---- Input data

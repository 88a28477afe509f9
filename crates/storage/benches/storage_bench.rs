use bytes::Bytes;
use criterion::{Criterion, black_box, criterion_group, criterion_main};

use stormcache_protocol::{SetCondition, SetOptions};
use stormcache_storage::Db;

fn bench_set_get_sequential(c: &mut Criterion) {
    let rt = tokio::runtime::Runtime::new().unwrap();

    c.bench_function("set_get_sequential_10k", |b| {
        b.iter(|| {
            rt.block_on(async {
                let db = Db::new();
                let opts = SetOptions::default();
                for i in 0..10_000 {
                    let key = format!("key:{i}");
                    let value = Bytes::from(format!("value:{i}"));
                    db.set(key.clone(), value, &opts);
                    black_box(db.get(&key).unwrap());
                }
            });
        })
    });
}

fn bench_lock_cycle(c: &mut Criterion) {
    let rt = tokio::runtime::Runtime::new().unwrap();

    c.bench_function("set_nx_del_if_eq_10k", |b| {
        b.iter(|| {
            rt.block_on(async {
                let db = Db::new();
                let opts = SetOptions {
                    expire_ms: Some(10_000),
                    condition: Some(SetCondition::Nx),
                };
                for _ in 0..10_000 {
                    black_box(db.set("lock".into(), Bytes::from_static(b"token"), &opts));
                    black_box(db.del_if_eq("lock", b"token").unwrap());
                }
            });
        })
    });
}

fn bench_hash_operations(c: &mut Criterion) {
    let rt = tokio::runtime::Runtime::new().unwrap();

    c.bench_function("hset_hgetall_1k", |b| {
        b.iter(|| {
            rt.block_on(async {
                let db = Db::new();
                for i in 0..1_000 {
                    db.hset("hash", &[(format!("field:{i}"), Bytes::from("v"))])
                        .unwrap();
                }
                black_box(db.hgetall("hash").unwrap());
            });
        })
    });
}

fn bench_scan(c: &mut Criterion) {
    let rt = tokio::runtime::Runtime::new().unwrap();

    c.bench_function("scan_match_10k", |b| {
        b.iter(|| {
            rt.block_on(async {
                let db = Db::new();
                for i in 0..10_000 {
                    let prefix = if i % 2 == 0 { "user" } else { "session" };
                    db.set(format!("{prefix}:{i}"), Bytes::from("x"), &SetOptions::default());
                }
                let mut cursor = 0;
                loop {
                    let (next, keys) = db.scan(cursor, Some("user:*"), 1_000);
                    black_box(keys);
                    if next == 0 {
                        break;
                    }
                    cursor = next;
                }
            });
        })
    });
}

criterion_group!(
    benches,
    bench_set_get_sequential,
    bench_lock_cycle,
    bench_hash_operations,
    bench_scan,
);
criterion_main!(benches);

--------

**What the task asks:**
The full set of entries should be transcribed exactly.

**Task solution:**
repository 88a28477afe509f9
filename crates/storage/benches/storage_bench.rs
use bytes::Bytes;
use criterion::{Criterion, black_box, criterion_group, criterion_main};

use stormcache_protocol::{SetCondition, SetOptions};
use stormcache_storage::Db;

fn bench_set_get_sequential(c: &mut Criterion) {
    let rt = tokio::runtime::Runtime::new().unwrap();

    c.bench_function("set_get_sequential_10k", |b| {
        b.iter(|| {
            rt.block_on(async {
                let db = Db::new();
                let opts = SetOptions::default();
                for i in 0..10_000 {
                    let key = format!("key:{i}");
                    let value = Bytes::from(format!("value:{i}"));
                    db.set(key.clone(), value, &opts);
                    black_box(db.get(&key).unwrap());
                }
            });
        })
    });
}

fn bench_lock_cycle(c: &mut Criterion) {
    let rt = tokio::runtime::Runtime::new().unwrap();

    c.bench_function("set_nx_del_if_eq_10k", |b| {
        b.iter(|| {
            rt.block_on(async {
                let db = Db::new();
                let opts = SetOptions {
                    expire_ms: Some(10_000),
                    condition: Some(SetCondition::Nx),
                };
                for _ in 0..10_000 {
                    black_box(db.set("lock".into(), Bytes::from_static(b"token"), &opts));
                    black_box(db.del_if_eq("lock", b"token").unwrap());
                }
            });
        })
    });
}

fn bench_hash_operations(c: &mut Criterion) {
    let rt = tokio::runtime::Runtime::new().unwrap();

    c.bench_function("hset_hgetall_1k", |b| {
        b.iter(|| {
            rt.block_on(async {
                let db = Db::new();
                for i in 0..1_000 {
                    db.hset("hash", &[(format!("field:{i}"), Bytes::from("v"))])
                        .unwrap();
                }
                black_box(db.hgetall("hash").unwrap());
            });
        })
    });
}

fn bench_scan(c: &mut Criterion) {
    let rt = tokio::runtime::Runtime::new().unwrap();

    c.bench_function("scan_match_10k", |b| {
        b.iter(|| {
            rt.block_on(async {
                let db = Db::new();
                for i in 0..10_000 {
                    let prefix = if i % 2 == 0 { "user" } else { "session" };
                    db.set(format!("{prefix}:{i}"), Bytes::from("x"), &SetOptions::default());
                }
                let mut cursor = 0;
                loop {
                    let (next, keys) = db.scan(cursor, Some("user:*"), 1_000);
                    black_box(keys);
                    if next == 0 {
                        break;
                    }
                    cursor = next;
                }
            });
        })
    });
}

criterion_group!(
    benches,
    bench_set_get_sequential,
    bench_lock_cycle,
    bench_hash_operations,
    bench_scan,
);
criterion_main!(benches);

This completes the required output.